KDFG
- Seaside, California; United States;
- Broadcast area: Monterey; Salinas; Santa Cruz, California;
- Frequency: 103.9 MHz

Programming
- Language: English
- Format: Classical music
- Network: Classical California
- Affiliations: San Francisco Symphony; San Francisco Opera; Metropolitan Opera;

Ownership
- Owner: University of Southern California

History
- First air date: May 28, 1993
- Former call signs: KLMY (1993–95); KJMY (1995–96); KISE (1996–99); KTEE (1999–2002); KMBY-FM (2002–08); KKHK (2008); KBOQ (2008–16);

Technical information
- Licensing authority: FCC
- Facility ID: 15936
- Class: A
- ERP: 1,500 watts
- HAAT: 199 meters (653 ft)
- Transmitter coordinates: 36°35′9″N 121°55′23″W﻿ / ﻿36.58583°N 121.92306°W

Links
- Public license information: Public file; LMS;
- Webcast: Listen live; Listen live (via TuneIn);
- Website: www.classicalcalifornia.org

= KDFG =

KDFC classical music public radio station in Seaside, California

KDFG is a non-commercial classical music radio station in Seaside, California, broadcasting to the Santa Cruz-Carmel-Salinas, California, area on 103.9 FM. Owned by the University of Southern California, the station broadcasts a classical music format as a full-time simulcast of KDFC in San Francisco.

==History==
The station's studio was originally in Monterey while its transmitter was located on Mount Toro, south of Salinas. In 2002, alternative rock station KMBY-FM moved from 104.3 FM to 103.9 FM. Its format eventually evolved into a hybrid of modern rock, hard rock, alternative rock, and hip hop, and it was branded as X103.9.

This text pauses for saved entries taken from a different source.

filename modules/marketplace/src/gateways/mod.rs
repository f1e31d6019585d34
pub mod local;
mod common;

use std::sync::Arc;

use anyhow::Result;
use common::{registration, Harness};
use marketplace::contract::error::MarketplaceError;
use marketplace::contract::model::{
    BudgetRange, NewProject, ProjectFilter, ProjectId, ProjectStatus, Role,
};
use marketplace::infra::storage::MemoryStore;
use marketplace::MarketplaceConfig;

fn posting(description: &str, budget: &str, category: &str) -> NewProject {
    NewProject {
        title: Some(format!("{description} job")),
        description: description.to_string(),
        category: Some(category.to_string()),
        budget: Some(budget.to_string()),
        ..NewProject::default()
    }
}

async fn catalog_with_budgets() -> Result<Harness> {
    let h = Harness::empty().await;
    h.api
        .register(registration("Acme", "ops@acme.test", Role::Client))
        .await?;
    h.api.post_project(posting("Small", "400", "design")).await?;
    h.api.post_project(posting("Medium", "800", "development")).await?;
    h.api.post_project(posting("Large", "2500", "development")).await?;
    Ok(h)
}

#[tokio::test]
async fn budget_range_selects_the_middle_project() -> Result<()> {
    let h = catalog_with_budgets().await?;

    let filter = ProjectFilter {
        budget_range: Some(BudgetRange::from_bounds("500", Some("1000"))),
        ..ProjectFilter::default()
    };
    let found = h.api.list_projects(filter).await?;

    assert_eq!(found.len(), 1);
    assert_eq!(found[0].budget, Some(800));
    Ok(())
}

#[tokio::test]
async fn listing_is_idempotent_and_keeps_insertion_order() -> Result<()> {
    let h = catalog_with_budgets().await?;
    let filter = ProjectFilter {
        category: Some("development".into()),
        ..ProjectFilter::default()
    };

    let first = h.api.list_projects(filter.clone()).await?;
    let second = h.api.list_projects(filter).await?;
    assert_eq!(first, second);

    let ids: Vec<ProjectId> = first.iter().map(|p| p.id).collect();
    assert_eq!(ids, vec![ProjectId(2), ProjectId(3)]);
    Ok(())
}

#[tokio::test]
async fn posting_requires_a_session_and_a_description() -> Result<()> {
    let h = Harness::empty().await;
    let err = h
        .api
        .post_project(posting("Logo", "100", "design"))
        .await
        .unwrap_err();
    assert!(matches!(err, MarketplaceError::Unauthorized { .. }));

    h.api
        .register(registration("Acme", "ops@acme.test", Role::Client))
        .await?;
    let err = h
        .api
        .post_project(NewProject {
            description: "   ".into(),
            ..NewProject::default()
        })
        .await
        .unwrap_err();
    assert!(matches!(err, MarketplaceError::Validation { .. }));
    Ok(())
}

#[tokio::test]
async fn unparsable_budget_is_stored_as_absent() -> Result<()> {
    let h = Harness::empty().await;
    h.api
        .register(registration("Acme", "ops@acme.test", Role::Client))
        .await?;

    let p = h.api.post_project(posting("Logo", "lots", "design")).await?;
    assert_eq!(p.budget, None);
    assert_eq!(p.status, ProjectStatus::Open);

    let p = h.api.post_project(posting("Site", "750usd", "design")).await?;
    assert_eq!(p.budget, Some(750));
    Ok(())
}

#[tokio::test]
async fn project_lifecycle_moves_forward_only() -> Result<()> {
    let h = Harness::empty().await;
    let dev = h
        .api
        .register(registration("Dev", "dev@example.com", Role::Freelancer))
        .await?;
    h.api.logout().await?;
    let client = h
        .api
        .register(registration("Acme", "ops@acme.test", Role::Client))
        .await?;
    let project = h.api.post_project(posting("Logo", "100", "design")).await?;

    let err = h.api.complete_project(project.id).await.unwrap_err();
    assert!(matches!(err, MarketplaceError::Conflict { .. }));

    let err = h
        .api
        .assign_project(project.id, client.id.clone())
        .await
        .unwrap_err();
    assert!(matches!(err, MarketplaceError::Validation { .. }));

    let active = h.api.assign_project(project.id, dev.id.clone()).await?;
    assert_eq!(active.status, ProjectStatus::Active);
    assert_eq!(active.freelancer_id, Some(dev.id.clone()));

    let err = h
        .api
        .assign_project(project.id, dev.id.clone())
        .await
        .unwrap_err();
    assert!(matches!(err, MarketplaceError::Conflict { .. }));

    let done = h.api.complete_project(project.id).await?;
    assert_eq!(done.status, ProjectStatus::Completed);

    let err = h.api.get_project(ProjectId(99)).await.unwrap_err();
    assert!(matches!(err, MarketplaceError::NotFound { .. }));

    let restarted = h.restart().await;
    assert_eq!(
        restarted.api.get_project(project.id).await?.status,
        ProjectStatus::Completed
    );
    Ok(())
}

#[tokio::test]
async fn demo_catalog_is_seeded_once() -> Result<()> {
    let store = Arc::new(MemoryStore::new());
    let h = Harness::over(store.clone(), MarketplaceConfig::default()).await;

    let all = h.api.list_projects(ProjectFilter::default()).await?;
    assert_eq!(all.len(), 3);

    h.api
        .register(registration("Acme", "ops@acme.test", Role::Client))
        .await?;
    let posted = h.api.post_project(posting("Logo", "100", "design")).await?;
    assert_eq!(posted.id, ProjectId(4));

    let again = Harness::over(store, MarketplaceConfig::default()).await;
    assert_eq!(
        again.api.list_projects(ProjectFilter::default()).await?.len(),
        4
    );
    Ok(())
}
//! Process-level plumbing shared by the marketplace binaries:
//! layered configuration, home directory resolution and logging setup.

pub mod config;
pub mod logging;
pub mod paths;

pub use config::{
    default_logging_config, AppConfig, AppSection, CliArgs, LoggingConfig, Section, StoreBackend,
    StoreConfig,
};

On February 9, 2008, the classical music programming of KBOQ (branded as K-Bach) moved from 95.5 FM to 103.9 FM, displacing KMBY's programming. On February 14, 2008, the station temporarily changed its call sign to KKHK. It then swapped its call sign with 95.5 FM, gaining the KBOQ call sign, on February 26, 2008. On October 17, 2011, KBOQ changed its format from classical to soft adult contemporary without warning, branded as B103.9.

In May 2014, Mapleton Communications agreed to sell KBOQ to Saul Levine's Mount Wilson FM Broadcasters, Inc. for $200,000. Mapleton had to divest one station after buying KWAV from Buckley Broadcasting. That July, the website q1039thehits.com was registered, leading to reports of a format change to contemporary hit radio as Q103.9. On September 5, 2014, upon officially being bought by Mount Wilson FM, the station's branding did change to Q103.9 but flipped to classic hits instead of contemporary hits.

In June 2016, the University of Southern California purchased KBOQ for $475,000. The 103.9 frequency became part of USC's classical music radio network, while Mount Wilson FM Broadcasters retained the KBOQ call letters. The station changed its call letters to KDFG on August 26, 2016; on August 31, the station changed its format to back to classical, simulcasting the programming of KDFC.